[[ PROVIDED DATA, beginning ]]

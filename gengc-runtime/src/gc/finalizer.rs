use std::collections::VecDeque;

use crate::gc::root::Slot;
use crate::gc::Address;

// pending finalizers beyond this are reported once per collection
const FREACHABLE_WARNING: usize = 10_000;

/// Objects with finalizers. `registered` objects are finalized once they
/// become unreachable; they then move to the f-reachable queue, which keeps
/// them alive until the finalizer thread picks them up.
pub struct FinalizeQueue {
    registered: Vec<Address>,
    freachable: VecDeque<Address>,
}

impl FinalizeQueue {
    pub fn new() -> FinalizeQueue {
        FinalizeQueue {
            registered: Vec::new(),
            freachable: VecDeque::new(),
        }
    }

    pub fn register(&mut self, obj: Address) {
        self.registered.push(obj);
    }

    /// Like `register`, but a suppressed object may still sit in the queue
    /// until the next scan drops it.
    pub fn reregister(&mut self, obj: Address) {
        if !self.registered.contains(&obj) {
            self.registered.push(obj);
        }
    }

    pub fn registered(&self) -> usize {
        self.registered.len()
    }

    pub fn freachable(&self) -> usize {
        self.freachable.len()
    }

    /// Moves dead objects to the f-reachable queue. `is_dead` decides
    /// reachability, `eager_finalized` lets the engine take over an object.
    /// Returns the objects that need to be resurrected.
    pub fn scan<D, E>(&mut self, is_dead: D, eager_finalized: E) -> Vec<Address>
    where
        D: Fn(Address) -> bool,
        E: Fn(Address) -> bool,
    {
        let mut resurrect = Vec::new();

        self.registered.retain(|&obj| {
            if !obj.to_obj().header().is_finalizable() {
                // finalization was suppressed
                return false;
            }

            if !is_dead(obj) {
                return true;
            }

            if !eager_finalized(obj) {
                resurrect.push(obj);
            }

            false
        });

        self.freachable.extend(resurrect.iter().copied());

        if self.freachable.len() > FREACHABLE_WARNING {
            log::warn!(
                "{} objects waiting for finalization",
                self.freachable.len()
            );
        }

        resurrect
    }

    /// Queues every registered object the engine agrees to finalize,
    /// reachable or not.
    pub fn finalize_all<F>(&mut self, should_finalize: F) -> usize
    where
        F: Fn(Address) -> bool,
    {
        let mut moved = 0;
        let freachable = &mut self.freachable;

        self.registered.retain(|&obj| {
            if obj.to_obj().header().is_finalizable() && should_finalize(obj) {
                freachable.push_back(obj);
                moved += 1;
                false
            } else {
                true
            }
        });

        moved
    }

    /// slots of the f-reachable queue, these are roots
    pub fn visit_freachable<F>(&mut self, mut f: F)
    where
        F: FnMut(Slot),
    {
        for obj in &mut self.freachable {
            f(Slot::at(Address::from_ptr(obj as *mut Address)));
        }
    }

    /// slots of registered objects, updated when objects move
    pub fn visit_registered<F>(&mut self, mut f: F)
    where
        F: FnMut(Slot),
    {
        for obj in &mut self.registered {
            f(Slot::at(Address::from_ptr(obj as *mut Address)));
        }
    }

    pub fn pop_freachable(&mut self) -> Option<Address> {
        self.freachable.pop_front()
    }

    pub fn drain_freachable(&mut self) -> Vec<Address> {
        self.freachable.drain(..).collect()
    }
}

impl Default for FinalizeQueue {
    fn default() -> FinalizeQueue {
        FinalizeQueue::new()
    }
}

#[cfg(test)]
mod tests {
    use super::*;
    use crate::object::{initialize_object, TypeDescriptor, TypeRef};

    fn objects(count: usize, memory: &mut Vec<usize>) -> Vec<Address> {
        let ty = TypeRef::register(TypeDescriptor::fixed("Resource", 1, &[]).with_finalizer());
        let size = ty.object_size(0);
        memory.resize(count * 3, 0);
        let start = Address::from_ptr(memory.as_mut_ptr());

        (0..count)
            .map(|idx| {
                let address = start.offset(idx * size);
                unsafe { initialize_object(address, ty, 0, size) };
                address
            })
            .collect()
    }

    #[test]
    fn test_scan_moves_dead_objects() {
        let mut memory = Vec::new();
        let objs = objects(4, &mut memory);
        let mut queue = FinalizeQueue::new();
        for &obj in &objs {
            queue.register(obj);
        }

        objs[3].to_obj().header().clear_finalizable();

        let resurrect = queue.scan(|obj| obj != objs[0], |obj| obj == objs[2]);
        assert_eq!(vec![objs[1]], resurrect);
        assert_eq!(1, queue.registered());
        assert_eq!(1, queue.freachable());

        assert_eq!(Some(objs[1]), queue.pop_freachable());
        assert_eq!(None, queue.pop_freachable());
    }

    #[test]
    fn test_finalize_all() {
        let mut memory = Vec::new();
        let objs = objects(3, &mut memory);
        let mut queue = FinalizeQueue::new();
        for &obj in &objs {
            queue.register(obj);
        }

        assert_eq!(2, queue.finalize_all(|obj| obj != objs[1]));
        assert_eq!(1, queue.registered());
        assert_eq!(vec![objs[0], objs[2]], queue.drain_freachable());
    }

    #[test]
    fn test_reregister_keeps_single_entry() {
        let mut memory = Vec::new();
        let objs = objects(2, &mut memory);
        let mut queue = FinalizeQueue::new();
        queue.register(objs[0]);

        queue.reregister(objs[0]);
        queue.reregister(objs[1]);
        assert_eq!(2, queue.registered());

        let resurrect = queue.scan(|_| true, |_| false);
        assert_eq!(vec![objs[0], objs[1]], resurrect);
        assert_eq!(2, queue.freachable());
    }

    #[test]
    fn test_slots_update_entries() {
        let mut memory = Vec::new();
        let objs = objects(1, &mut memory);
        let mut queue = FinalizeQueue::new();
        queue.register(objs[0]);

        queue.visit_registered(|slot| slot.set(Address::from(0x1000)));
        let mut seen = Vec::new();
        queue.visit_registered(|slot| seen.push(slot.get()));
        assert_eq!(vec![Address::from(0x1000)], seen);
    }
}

[[ PROVIDED DATA, end ]]

Reproduce each entry word for word.

▶ **SOLUTION FOR THIS TASK**
filename gengc-runtime/src/gc/finalizer.rs
use std::collections::VecDeque;

use crate::gc::root::Slot;
use crate::gc::Address;

// pending finalizers beyond this are reported once per collection
const FREACHABLE_WARNING: usize = 10_000;

/// Objects with finalizers. `registered` objects are finalized once they
/// become unreachable; they then move to the f-reachable queue, which keeps
/// them alive until the finalizer thread picks them up.
pub struct FinalizeQueue {
    registered: Vec<Address>,
    freachable: VecDeque<Address>,
}

impl FinalizeQueue {
    pub fn new() -> FinalizeQueue {
        FinalizeQueue {
            registered: Vec::new(),
            freachable: VecDeque::new(),
        }
    }

    pub fn register(&mut self, obj: Address) {
        self.registered.push(obj);
    }

    /// Like `register`, but a suppressed object may still sit in the queue
    /// until the next scan drops it.
    pub fn reregister(&mut self, obj: Address) {
        if !self.registered.contains(&obj) {
            self.registered.push(obj);
        }
    }

    pub fn registered(&self) -> usize {
        self.registered.len()
    }

    pub fn freachable(&self) -> usize {
        self.freachable.len()
    }

    /// Moves dead objects to the f-reachable queue. `is_dead` decides
    /// reachability, `eager_finalized` lets the engine take over an object.
    /// Returns the objects that need to be resurrected.
    pub fn scan<D, E>(&mut self, is_dead: D, eager_finalized: E) -> Vec<Address>
    where
        D: Fn(Address) -> bool,
        E: Fn(Address) -> bool,
    {
        let mut resurrect = Vec::new();

        self.registered.retain(|&obj| {
            if !obj.to_obj().header().is_finalizable() {
                // finalization was suppressed
                return false;
            }

            if !is_dead(obj) {
                return true;
            }

            if !eager_finalized(obj) {
                resurrect.push(obj);
            }

            false
        });

        self.freachable.extend(resurrect.iter().copied());

        if self.freachable.len() > FREACHABLE_WARNING {
            log::warn!(
                "{} objects waiting for finalization",
                self.freachable.len()
            );
        }

        resurrect
    }

    /// Queues every registered object the engine agrees to finalize,
    /// reachable or not.
    pub fn finalize_all<F>(&mut self, should_finalize: F) -> usize
    where
        F: Fn(Address) -> bool,
    {
        let mut moved = 0;
        let freachable = &mut self.freachable;

        self.registered.retain(|&obj| {
            if obj.to_obj().header().is_finalizable() && should_finalize(obj) {
                freachable.push_back(obj);
                moved += 1;
                false
            } else {
                true
            }
        });

        moved
    }

    /// slots of the f-reachable queue, these are roots
    pub fn visit_freachable<F>(&mut self, mut f: F)
    where
        F: FnMut(Slot),
    {
        for obj in &mut self.freachable {
            f(Slot::at(Address::from_ptr(obj as *mut Address)));
        }
    }

    /// slots of registered objects, updated when objects move
    pub fn visit_registered<F>(&mut self, mut f: F)
    where
        F: FnMut(Slot),
    {
        for obj in &mut self.registered {
            f(Slot::at(Address::from_ptr(obj as *mut Address)));
        }
    }

    pub fn pop_freachable(&mut self) -> Option<Address> {
        self.freachable.pop_front()
    }

    pub fn drain_freachable(&mut self) -> Vec<Address> {
        self.freachable.drain(..).collect()
    }
}

impl Default for FinalizeQueue {
    fn default() -> FinalizeQueue {
        FinalizeQueue::new()
    }
}

#[cfg(test)]
mod tests {
    use super::*;
    use crate::object::{initialize_object, TypeDescriptor, TypeRef};

    fn objects(count: usize, memory: &mut Vec<usize>) -> Vec<Address> {
        let ty = TypeRef::register(TypeDescriptor::fixed("Resource", 1, &[]).with_finalizer());
        let size = ty.object_size(0);
        memory.resize(count * 3, 0);
        let start = Address::from_ptr(memory.as_mut_ptr());

        (0..count)
            .map(|idx| {
                let address = start.offset(idx * size);
                unsafe { initialize_object(address, ty, 0, size) };
                address
            })
            .collect()
    }

    #[test]
    fn test_scan_moves_dead_objects() {
        let mut memory = Vec::new();
        let objs = objects(4, &mut memory);
        let mut queue = FinalizeQueue::new();
        for &obj in &objs {
            queue.register(obj);
        }

        objs[3].to_obj().header().clear_finalizable();

        let resurrect = queue.scan(|obj| obj != objs[0], |obj| obj == objs[2]);
        assert_eq!(vec![objs[1]], resurrect);
        assert_eq!(1, queue.registered());
        assert_eq!(1, queue.freachable());

        assert_eq!(Some(objs[1]), queue.pop_freachable());
        assert_eq!(None, queue.pop_freachable());
    }

    #[test]
    fn test_finalize_all() {
        let mut memory = Vec::new();
        let objs = objects(3, &mut memory);
        let mut queue = FinalizeQueue::new();
        for &obj in &objs {
            queue.register(obj);
        }

        assert_eq!(2, queue.finalize_all(|obj| obj != objs[1]));
        assert_eq!(1, queue.registered());
        assert_eq!(vec![objs[0], objs[2]], queue.drain_freachable());
    }

    #[test]
    fn test_reregister_keeps_single_entry() {
        let mut memory = Vec::new();
        let objs = objects(2, &mut memory);
        let mut queue = FinalizeQueue::new();
        queue.register(objs[0]);

        queue.reregister(objs[0]);
        queue.reregister(objs[1]);
        assert_eq!(2, queue.registered());

        let resurrect = queue.scan(|_| true, |_| false);
        assert_eq!(vec![objs[0], objs[1]], resurrect);
        assert_eq!(2, queue.freachable());
    }

    #[test]
    fn test_slots_update_entries() {
        let mut memory = Vec::new();
        let objs = objects(1, &mut memory);
        let mut queue = FinalizeQueue::new();
        queue.register(objs[0]);

        queue.visit_registered(|slot| slot.set(Address::from(0x1000)));
        let mut seen = Vec::new();
        queue.visit_registered(|slot| seen.push(slot.get()));
        assert_eq!(vec![Address::from(0x1000)], seen);
    }
}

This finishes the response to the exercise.